(ABOUT THIS TASK) In the records that follow, show each line where the word "SymbolicAutomaton" is present.

(DATA EXCERPTS)
=== Begin Enclosure ===

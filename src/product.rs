//! Lazy composition of a transition system with one or more automata.
//!
//! Product states are conjunctions of a TS cube over `X` and one cube per
//! automaton over its `Q` pool; they are never enumerated. The automata step
//! `A(X′, Q, Q′)` reads the label of the *next* TS state through the
//! observation relation and is conjoined with a TS relation only inside
//! [`Product::image`] and [`Product::preimage`].

use std::collections::{BTreeSet, HashMap};
use std::fmt;

use log::debug;

use crate::add::{AddRef, Cost, INFINITY};
use crate::automaton::{Automaton, SymbolicAutomaton};
use crate::bdd::Bdd;
use crate::config::Semantics;
use crate::encoder::{Side, VarPool};
use crate::error::{Error, Result};
use crate::predicate::{PredicateTable, State};
use crate::reference::Ref;
use crate::transition::TransitionSystem;
use crate::types::Var;

/// A decoded product state.
#[derive(Debug, Clone, Eq, PartialEq, Hash)]
pub struct ProductState {
    pub state: State,
    pub automata: Vec<u32>,
}

impl ProductState {
    pub fn display<'a>(&'a self, table: &'a PredicateTable) -> impl fmt::Display + 'a {
        ProductStateDisplay { state: self, table }
    }
}

struct ProductStateDisplay<'a> {
    state: &'a ProductState,
    table: &'a PredicateTable,
}

impl fmt::Display for ProductStateDisplay<'_> {
    fn fmt(&self, f: &mut fmt::Formatter<'_>) -> fmt::Result {
        write!(f, "{} q{:?}", self.state.state.display(self.table), self.state.automata)
    }
}

pub struct Product<'a> {
    ts: &'a TransitionSystem,
    automata: Vec<SymbolicAutomaton>,
    semantics: Semantics,
    /// `A(X′, Q, Q′)`
    step: Ref,
    weighted_step: AddRef,
    pairs: Vec<(Var, Var)>,
    state_vars: Vec<Var>,
    x_ids: BTreeSet<u32>,
    q_ids: BTreeSet<u32>,
    next_to_current: HashMap<u32, u32>,
    init: Ref,
    accepting: Ref,
    goal: Ref,
}
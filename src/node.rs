use crate::reference::Ref;

/// Inner node of a Boolean diagram. Variable 0 marks the terminal and free slots.
#[derive(Debug, Copy, Clone, Eq, PartialEq)]
pub struct Node {
    pub variable: u32,
    pub low: Ref,
    pub high: Ref,
}

impl Node {
    pub const FREE: Node = Node {
        variable: 0,
        low: Ref::INVALID,
        high: Ref::INVALID,
    };

    pub fn is_free(&self) -> bool {
        self.variable == 0
    }
}

impl Default for Node {
    fn default() -> Self {
        Self::FREE
    }
}
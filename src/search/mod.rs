//! Symbolic search over a [`Product`].
//!
//! All engines work on sets of product states through image and pre-image
//! computations only. A search that reaches its fixed point without touching
//! the goal returns [`SearchOutcome::Unreachable`]; that is a result, not an
//! error.

use std::fmt;

use crate::add::Cost;
use crate::error::Result;
use crate::predicate::PredicateTable;
use crate::product::{Product, ProductState};
use crate::reference::Ref;
use crate::stats::SearchStats;

pub mod astar;
pub mod bfs;
pub mod dijkstra;

#[derive(Debug, Clone, Eq, PartialEq)]
pub struct PlanStep {
    /// Index of the action in registration order.
    pub action: usize,
    pub name: String,
    pub cost: Cost,
    pub from: ProductState,
    pub to: ProductState,
}

#[derive(Debug, Clone)]
pub struct Plan {
    pub steps: Vec<PlanStep>,
    pub cost: Cost,
    pub stats: SearchStats,
}

impl Plan {
    pub fn len(&self) -> usize {
        self.steps.len()
    }

    pub fn is_empty(&self) -> bool {
        self.steps.is_empty()
    }

    pub fn actions(&self) -> Vec<&str> {
        self.steps.iter().map(|s| s.name.as_str()).collect()
    }

    pub fn display<'a>(&'a self, table: &'a PredicateTable) -> impl fmt::Display + 'a {
        PlanDisplay { plan: self, table }
    }
}

struct PlanDisplay<'a> {
    plan: &'a Plan,
    table: &'a PredicateTable,
}

impl fmt::Display for PlanDisplay<'_> {
    fn fmt(&self, f: &mut fmt::Formatter<'_>) -> fmt::Result {
        for (i, step) in self.plan.steps.iter().enumerate() {
            writeln!(
                f,
                "{:>3}. {} [{}]  {} -> {}",
                i + 1,
                step.name,
                step.cost,
                step.from.display(self.table),
                step.to.display(self.table)
            )?;
        }
        write!(f, "total cost: {}", self.plan.cost)
    }
}

#[derive(Debug, Clone)]
pub enum SearchOutcome {
    Found(Plan),
    Unreachable(SearchStats),
}

impl SearchOutcome {
    pub fn plan(&self) -> Option<&Plan> {
        match self {
            SearchOutcome::Found(plan) => Some(plan),
            SearchOutcome::Unreachable(_) => None,
        }
    }

    pub fn is_found(&self) -> bool {
        matches!(self, SearchOutcome::Found(_))
    }

    pub fn stats(&self) -> &SearchStats {
        match self {
            SearchOutcome::Found(plan) => &plan.stats,
            SearchOutcome::Unreachable(stats) => stats,
        }
    }
}

/// Decodes one reconstructed step between two product cubes.
fn plan_step(product: &Product, action: usize, from: Ref, to: Ref) -> Result<PlanStep> {
    let ts = product.ts();
    Ok(PlanStep {
        action,
        name: ts.actions()[action].name.clone(),
        cost: ts.weight(action),
        from: product.decode(from)?,
        to: product.decode(to)?,
    })
}
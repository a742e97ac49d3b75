use std::fmt::{Display, Formatter};
use std::ops::Neg;

/// Handle to a node of a [`Bdd`][crate::bdd::Bdd], with a complement bit.
///
/// The lowest bit stores the negation flag, the remaining bits store the node id.
/// Negation is therefore a single XOR, and `f` and `¬f` share one node.
#[derive(Debug, Copy, Clone, Eq, PartialEq, Ord, PartialOrd, Hash)]
pub struct Ref(u32);

impl Ref {
    /// Placeholder for "no node yet".
    pub const INVALID: Ref = Ref(0);

    pub const fn positive(id: u32) -> Self {
        Self(id << 1)
    }

    pub const fn negative(id: u32) -> Self {
        Self((id << 1) | 1)
    }

    /// Node id (without the complement bit).
    pub const fn id(self) -> u32 {
        self.0 >> 1
    }

    pub const fn index(self) -> usize {
        (self.0 >> 1) as usize
    }

    pub const fn is_negated(self) -> bool {
        self.0 & 1 != 0
    }

    /// Raw representation, used as a cache key.
    pub const fn raw(self) -> u32 {
        self.0
    }

    /// Same node, positive polarity.
    pub const fn regular(self) -> Self {
        Self(self.0 & !1)
    }
}

impl Neg for Ref {
    type Output = Self;

    fn neg(self) -> Self::Output {
        Self(self.0 ^ 1)
    }
}

impl Display for Ref {
    fn fmt(&self, f: &mut Formatter<'_>) -> std::fmt::Result {
        write!(f, "{}@{}", if self.is_negated() { "~" } else { "" }, self.id())
    }
}

#[cfg(test)]
mod tests {
    use test_log::test;

    use super::*;

    #[test]
    fn test_negation_is_involution() {
        let r = Ref::positive(7);
        assert!(!r.is_negated());
        assert!((-r).is_negated());
        assert_eq!(-(-r), r);
        assert_eq!((-r).id(), 7);
        assert_eq!((-r).regular(), r);
        assert_eq!(Ref::negative(7), -r);
    }

    #[test]
    fn test_display() {
        assert_eq!(Ref::positive(3).to_string(), "@3");
        assert_eq!(Ref::negative(3).to_string(), "~@3");
    }
}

=== End Enclosure ===

(SOLUTION FOR THIS TASK)
use crate::automaton::{Automaton, SymbolicAutomaton};
    automata: Vec<SymbolicAutomaton>,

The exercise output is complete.